Но упорство было вознаграждено. Ценой титанического напряжения пожар был ликвидирован. 20-й полк легкой пехоты 15 часов боролся с огнем, проявляя «мужество, самоотверженность и сверхчеловеческие усилия».{444} Но одного героизма его солдат было мало.
Ситуацию спас сменивший направление ветер.{445} Город был изувечен огнем. Сгорели мечеть, 180 зданий (почти седьмая часть городских строений). Когда дым рассеялся, вместе с ним исчезли гигантские запасы имущества, в том числе порох и боеприпасы. Больше всего пострадали запасы французского интендантства. Одних только солдатских ботинок беспощадное пламя сожрало 19 тыс. пар. Французские зуавы на всякий случай прикончили штыками нескольких первых попавшихся под руку греков, объявив несчастных поджигателями.
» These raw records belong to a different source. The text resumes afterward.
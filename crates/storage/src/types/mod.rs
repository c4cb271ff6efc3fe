//! Core value types for the storage layer.
//!
//! - [`Item`] - the externally shaped record every storage reads and writes
//! - [`Page`], [`PageCursor`] - paginated results and the shared cursor codec
//! - [`Edit`], [`EditResult`] - bulk edit requests and their per-edit outcome
//! - [`CacheHeader`] - response-level cache metadata
//!
//! # Pagination
//!
//! ```
//! use persisty_storage::types::PageCursor;
//!
//! let cursor = PageCursor::offset(20, Some("abc".to_string()));
//! let encoded = cursor.encode();
//!
//! let decoded = PageCursor::decode_for(&encoded, "books", Some("abc")).unwrap();
//! assert_eq!(decoded.offset_value(), Some(20));
//! ```

mod cache_header;
mod edit;
mod item;
mod pagination;

pub use cache_header::CacheHeader;
pub(crate) use cache_header::hex;
pub use edit::{Edit, EditResult};
pub use item::{Item, value_kind};
pub use pagination::{CursorPosition, Page, PageCursor};
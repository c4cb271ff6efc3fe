//! Backend parity tests.
//!
//! Every backend must return the same items as `MemStorage` for the same
//! filter, comparator and dataset.

mod common;

use persisty_storage::filter::{Comparator, Filter, SearchFilter, attr};

use common::*;

fn filters() -> Vec<(&'static str, Filter)> {
    vec![
        ("include all", Filter::IncludeAll),
        ("exclude all", Filter::ExcludeAll),
        ("year gte", attr("year").gte(1970)),
        ("year lt", attr("year").lt(1950)),
        ("year eq", attr("year").eq(1965)),
        ("genre eq", attr("genre").eq("scifi")),
        ("genre ne", attr("genre").ne("scifi")),
        ("genre exists", attr("genre").exists()),
        ("genre not exists", attr("genre").not_exists()),
        ("title startswith", attr("title").startswith("The")),
        ("title contains", attr("title").contains("an")),
        ("title endswith", attr("title").endswith("a")),
        ("author one of", attr("author").one_of(["Frank Herbert", "George Eliot", "Nobody"])),
        ("rating gt", attr("rating").gt(4.2)),
        ("type mismatch", attr("year").eq("1965")),
        ("gsi range", attr("genre").eq("scifi") & attr("year").gte(1965)),
        ("gsi between", attr("genre").eq("fantasy") & attr("year").gt(1940) & attr("year").lt(1970)),
        ("or", attr("genre").eq("fantasy") | attr("year").gt(1980)),
        ("not", !attr("genre").eq("scifi")),
        ("not or", !(attr("genre").eq("scifi") | attr("year").lt(1900))),
        ("query", Filter::query("DUNE")),
        ("query and", Filter::query("k") & attr("year").gt(1960)),
        ("endswith in or", attr("title").endswith("s") | attr("genre").not_exists()),
    ]
}

#[test]
fn test_search_sets_match_memory() {
    let reference = seeded_books(BackendKind::Memory, 100);
    for kind in backend_kinds() {
        let storage = seeded_books(kind, 100);
        for (name, filter) in filters() {
            let search = SearchFilter::new(filter.clone());
            let expected = search_ids(reference.as_ref(), &search);
            let actual = search_ids(storage.as_ref(), &search);
            assert_same_set(&actual, &expected, &format!("{kind}: {name}"));
        }
    }
}

#[test]
fn test_counts_match_memory() {
    let reference = seeded_books(BackendKind::Memory, 100);
    for kind in backend_kinds() {
        let storage = seeded_books(kind, 100);
        for (name, filter) in filters() {
            assert_eq!(
                storage.count(&filter).unwrap(),
                reference.count(&filter).unwrap(),
                "{kind}: {name}"
            );
        }
    }
}

#[test]
fn test_ordered_results_match_memory() {
    let orders = vec![
        ("year asc", Comparator::multi([attr("year").asc(), attr("id").asc()])),
        ("rating desc", Comparator::multi([attr("rating").desc(), attr("id").asc()])),
        (
            "genre then year",
            Comparator::multi([attr("genre").asc(), attr("year").desc(), attr("id").asc()]),
        ),
        ("genre desc", Comparator::multi([attr("genre").desc(), attr("id").desc()])),
    ];
    let reference = seeded_books(BackendKind::Memory, 100);
    for kind in backend_kinds() {
        let storage = seeded_books(kind, 100);
        for (name, order) in &orders {
            for (filter_name, filter) in [
                ("all", Filter::IncludeAll),
                ("scifi", attr("genre").eq("scifi")),
                ("recent", attr("year").gte(1960)),
            ] {
                let search = SearchFilter::new(filter).order_by(order.clone());
                assert_eq!(
                    search_ids(storage.as_ref(), &search),
                    search_ids(reference.as_ref(), &search),
                    "{kind}: {name} / {filter_name}"
                );
            }
        }
    }
}

#[test]
fn test_single_sort_key_orders_match() {
    let search = SearchFilter::new(attr("genre").eq("scifi")).order_by(attr("year").desc());
    let reference = seeded_books(BackendKind::Memory, 100);
    let expected = search_ids(reference.as_ref(), &search);
    assert_eq!(expected, vec!["b02", "b05", "b07", "b01", "b09"]);

    for kind in backend_kinds() {
        let storage = seeded_books(kind, 100);
        assert_eq!(search_ids(storage.as_ref(), &search), expected, "{kind}");
    }
}

#[test]
fn test_read_all_matches_memory() {
    let keys: Vec<String> = ["b03", "zz", "b01", "b03"].iter().map(|k| k.to_string()).collect();
    for kind in backend_kinds() {
        let storage = seeded_books(kind, 100);
        let items = storage.read_all(&keys, false).unwrap();
        let found: Vec<Option<String>> = items
            .iter()
            .map(|item| item.as_ref().map(|i| i["id"].as_str().unwrap().to_string()))
            .collect();
        assert_eq!(
            found,
            vec![Some("b03".into()), None, Some("b01".into()), Some("b03".into())],
            "{kind}"
        );
        let err = storage.read_all(&keys, true).unwrap_err();
        assert!(err.is_missing(), "{kind}");
    }
}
Маршал Сент-Арно в ужасе писал жене: «Бог не жалеет нас…» и всерьез думал о своей отставке.{446} Маловероятно, что такие эмоции главнокомандующего были вызваны изменением сроков операции. Вероятно, что для него большей виной была ответственность перед Францией, вложившей невиданные в своей истории деньги в организацию экспедиции.
Для войны не столько нужны солдаты, снаряды и порох, сколько средства, на которые все это можно купить. Знаменитая аксиома Джан-Джакопо Тривульцио «Для войны нужны три вещи: деньги, деньги и еще раз деньги»[137] не теряла своей актуальности. Для Сент-Арно пожар стал таким эмоциональным ударом, что инициировал проблемы со здоровьем. С этого времени он уже не был тем жизнерадостным и активным человеком, каким его привыкла видеть армия. Маршал похудел, у него была постоянно опущена голова, редко кому удавалось застать его в приподнятом настроении.{447}
Впервые в мире осуществлялась гигантская по масштабам операция, где на гигантские расстояния приходилось перебрасывать тысячи людей, лошадей и тонн грузов. Все это стоило сумасшедших денег. Те же транспорты были не военными кораблями, а гражданскими судами, капитанам или компаниям-собственникам которых приходилось платить за каждого перевезенного солдата, за каждый килограмм имущества. Была даже разработана тарифная сетка для оплаты человеко-места. Только в 1854 г. финансовые затраты на морские перевозки составили 31 535 465 франков.{448} Цифра в истории невиданная. Каждый день ожидания высадки стоил денег. Каждый заболевший солдат стоил денег. Каждый новый привезенный ботинок — тоже стоил денег. Но риск поражения был страшнее. Сент-Арно понимал это и потому не мог отправить войска в Крым, не обеспечив их всем, что было нужно для победы. В случае поражения ему припомнили бы все, в том числе и то, что сгорело в пламени Варны. В случае победы — все было бы списано на войну.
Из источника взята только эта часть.